use std::sync::Arc;
use std::time::Duration;

use async_trait::async_trait;
use chrono::{DateTime, Utc};
use serde_json::Value;
use sqlx::postgres::PgListener;
use sqlx::{FromRow, PgPool};
use tokio::task::JoinHandle;
use tracing::{info, warn};
use uuid::Uuid;

use super::{ChatStore, DirectoryStore, StoreError};
use crate::chat::hub::ConversationHub;
use crate::models::chat::{Conversation, Message, NewMessage, ShortlistRecord};
use crate::models::profile::{CandidateProfile, Posting, RequirementSkill, Skill};
use crate::models::user::Role;

/// NOTIFY channel carrying the id of a conversation whose log changed.
pub const CONVERSATION_EVENTS_CHANNEL: &str = "conversation_events";

const CONVERSATION_COLUMNS: &str =
    "id, recruiter_id, candidate_id, posting_id, last_message, updated_at";
const MESSAGE_COLUMNS: &str = "id, conversation_id, sender_id, text, sent_at, read";

#[derive(Clone)]
pub struct PgStore {
    pool: PgPool,
}

impl PgStore {
    pub fn new(pool: PgPool) -> Self {
        Self { pool }
    }

    async fn notify_changed(&self, conversation_id: &str) {
        // Live delivery is best effort; the write itself already succeeded.
        if let Err(e) = sqlx::query("SELECT pg_notify($1, $2)")
            .bind(CONVERSATION_EVENTS_CHANNEL)
            .bind(conversation_id)
            .execute(&self.pool)
            .await
        {
            warn!("pg_notify for conversation {conversation_id} failed: {e}");
        }
    }
}

// ────────────────────────────────────────────────────────────────────────────
// Row types (JSONB columns decoded leniently)
// ────────────────────────────────────────────────────────────────────────────

#[derive(FromRow)]
struct ProfileRow {
    id: String,
    skills: Option<Value>,
    cgpa: f64,
    project_count: i32,
}

impl From<ProfileRow> for CandidateProfile {
    fn from(row: ProfileRow) -> Self {
        // A payload that no longer decodes scores as "no skills" instead of
        // failing the whole ranking pass.
        let skills = row.skills.and_then(|raw| {
            serde_json::from_value::<Vec<Skill>>(raw)
                .map_err(|e| warn!("Profile {} has malformed skills: {e}", row.id))
                .ok()
        });
        CandidateProfile {
            id: row.id,
            skills,
            cgpa: row.cgpa,
            project_count: row.project_count,
        }
    }
}

#[derive(FromRow)]
struct PostingRow {
    id: Uuid,
    title: String,
    required_skills: Value,
    owner_id: String,
    created_at: DateTime<Utc>,
}

impl From<PostingRow> for Posting {
    fn from(row: PostingRow) -> Self {
        let required_skills = serde_json::from_value::<Vec<RequirementSkill>>(row.required_skills)
            .unwrap_or_else(|e| {
                warn!("Posting {} has malformed requirements: {e}", row.id);
                Vec::new()
            });
        Posting {
            id: row.id,
            title: row.title,
            required_skills,
            owner_id: row.owner_id,
            created_at: row.created_at,
        }
    }
}

fn to_json<T: serde::Serialize>(value: &T) -> Result<Value, StoreError> {
    serde_json::to_value(value)
        .map_err(|e| StoreError::Database(sqlx::Error::Protocol(format!("JSON encode failed: {e}"))))
}

// ────────────────────────────────────────────────────────────────────────────
// DirectoryStore
// ────────────────────────────────────────────────────────────────────────────

#[async_trait]
impl DirectoryStore for PgStore {
    async fn upsert_profile(&self, profile: &CandidateProfile) -> Result<(), StoreError> {
        let skills = profile.skills.as_ref().map(to_json).transpose()?;
        sqlx::query(
            r#"
            INSERT INTO candidate_profiles (id, skills, cgpa, project_count)
            VALUES ($1, $2, $3, $4)
            ON CONFLICT (id) DO UPDATE
            SET skills = EXCLUDED.skills,
                cgpa = EXCLUDED.cgpa,
                project_count = EXCLUDED.project_count,
                updated_at = now()
            "#,
        )
        .bind(&profile.id)
        .bind(skills)
        .bind(profile.cgpa)
        .bind(profile.project_count)
        .execute(&self.pool)
        .await?;
        Ok(())
    }

    async fn fetch_profile(&self, id: &str) -> Result<Option<CandidateProfile>, StoreError> {
        let row = sqlx::query_as::<_, ProfileRow>(
            "SELECT id, skills, cgpa, project_count FROM candidate_profiles WHERE id = $1",
        )
        .bind(id)
        .fetch_optional(&self.pool)
        .await?;
        Ok(row.map(CandidateProfile::from))
    }

    async fn list_profiles(&self) -> Result<Vec<CandidateProfile>, StoreError> {
        let rows = sqlx::query_as::<_, ProfileRow>(
            "SELECT id, skills, cgpa, project_count FROM candidate_profiles ORDER BY created_at, id",
        )
        .fetch_all(&self.pool)
        .await?;
        Ok(rows.into_iter().map(CandidateProfile::from).collect())
    }

    async fn insert_posting(&self, posting: &Posting) -> Result<(), StoreError> {
        sqlx::query(
            r#"
            INSERT INTO postings (id, title, required_skills, owner_id, created_at)
            VALUES ($1, $2, $3, $4, $5)
            "#,
        )
        .bind(posting.id)
        .bind(&posting.title)
        .bind(to_json(&posting.required_skills)?)
        .bind(&posting.owner_id)
        .bind(posting.created_at)
        .execute(&self.pool)
        .await?;
        Ok(())
    }

    async fn fetch_posting(&self, id: Uuid) -> Result<Option<Posting>, StoreError> {
        let row = sqlx::query_as::<_, PostingRow>(
            "SELECT id, title, required_skills, owner_id, created_at FROM postings WHERE id = $1",
        )
        .bind(id)
        .fetch_optional(&self.pool)
        .await?;
        Ok(row.map(Posting::from))
    }

    async fn list_postings(&self) -> Result<Vec<Posting>, StoreError> {
        let rows = sqlx::query_as::<_, PostingRow>(
            "SELECT id, title, required_skills, owner_id, created_at FROM postings ORDER BY created_at DESC",
        )
        .fetch_all(&self.pool)
        .await?;
        Ok(rows.into_iter().map(Posting::from).collect())
    }

    async fn insert_shortlist(&self, record: &ShortlistRecord) -> Result<(), StoreError> {
        sqlx::query(
            r#"
            INSERT INTO shortlists (id, recruiter_id, candidate_id, posting_id, status, created_at)
            VALUES ($1, $2, $3, $4, $5, $6)
            "#,
        )
        .bind(record.id)
        .bind(&record.recruiter_id)
        .bind(&record.candidate_id)
        .bind(record.posting_id)
        .bind(&record.status)
        .bind(record.created_at)
        .execute(&self.pool)
        .await?;
        Ok(())
    }

    async fn shortlists_for_candidate(
        &self,
        candidate_id: &str,
    ) -> Result<Vec<ShortlistRecord>, StoreError> {
        Ok(sqlx::query_as::<_, ShortlistRecord>(
            r#"
            SELECT id, recruiter_id, candidate_id, posting_id, status, created_at
            FROM shortlists
            WHERE candidate_id = $1
            ORDER BY created_at ASC
            "#,
        )
        .bind(candidate_id)
        .fetch_all(&self.pool)
        .await?)
    }
}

○ ○ ○ ○ ○

■ Exercise requirements ■
Beginning with the very first line of the material above, give each line again exactly, ending with the line that contains "A payload that".

■ Written solution ■
use std::sync::Arc;
use std::time::Duration;

use async_trait::async_trait;
use chrono::{DateTime, Utc};
use serde_json::Value;
use sqlx::postgres::PgListener;
use sqlx::{FromRow, PgPool};
use tokio::task::JoinHandle;
use tracing::{info, warn};
use uuid::Uuid;

use super::{ChatStore, DirectoryStore, StoreError};
use crate::chat::hub::ConversationHub;
use crate::models::chat::{Conversation, Message, NewMessage, ShortlistRecord};
use crate::models::profile::{CandidateProfile, Posting, RequirementSkill, Skill};
use crate::models::user::Role;

/// NOTIFY channel carrying the id of a conversation whose log changed.
pub const CONVERSATION_EVENTS_CHANNEL: &str = "conversation_events";

const CONVERSATION_COLUMNS: &str =
    "id, recruiter_id, candidate_id, posting_id, last_message, updated_at";
const MESSAGE_COLUMNS: &str = "id, conversation_id, sender_id, text, sent_at, read";

#[derive(Clone)]
pub struct PgStore {
    pool: PgPool,
}

impl PgStore {
    pub fn new(pool: PgPool) -> Self {
        Self { pool }
    }

    async fn notify_changed(&self, conversation_id: &str) {
        // Live delivery is best effort; the write itself already succeeded.
        if let Err(e) = sqlx::query("SELECT pg_notify($1, $2)")
            .bind(CONVERSATION_EVENTS_CHANNEL)
            .bind(conversation_id)
            .execute(&self.pool)
            .await
        {
            warn!("pg_notify for conversation {conversation_id} failed: {e}");
        }
    }
}

// ────────────────────────────────────────────────────────────────────────────
// Row types (JSONB columns decoded leniently)
// ────────────────────────────────────────────────────────────────────────────

#[derive(FromRow)]
struct ProfileRow {
    id: String,
    skills: Option<Value>,
    cgpa: f64,
    project_count: i32,
}

impl From<ProfileRow> for CandidateProfile {
    fn from(row: ProfileRow) -> Self {
        // A payload that no longer decodes scores as "no skills" instead of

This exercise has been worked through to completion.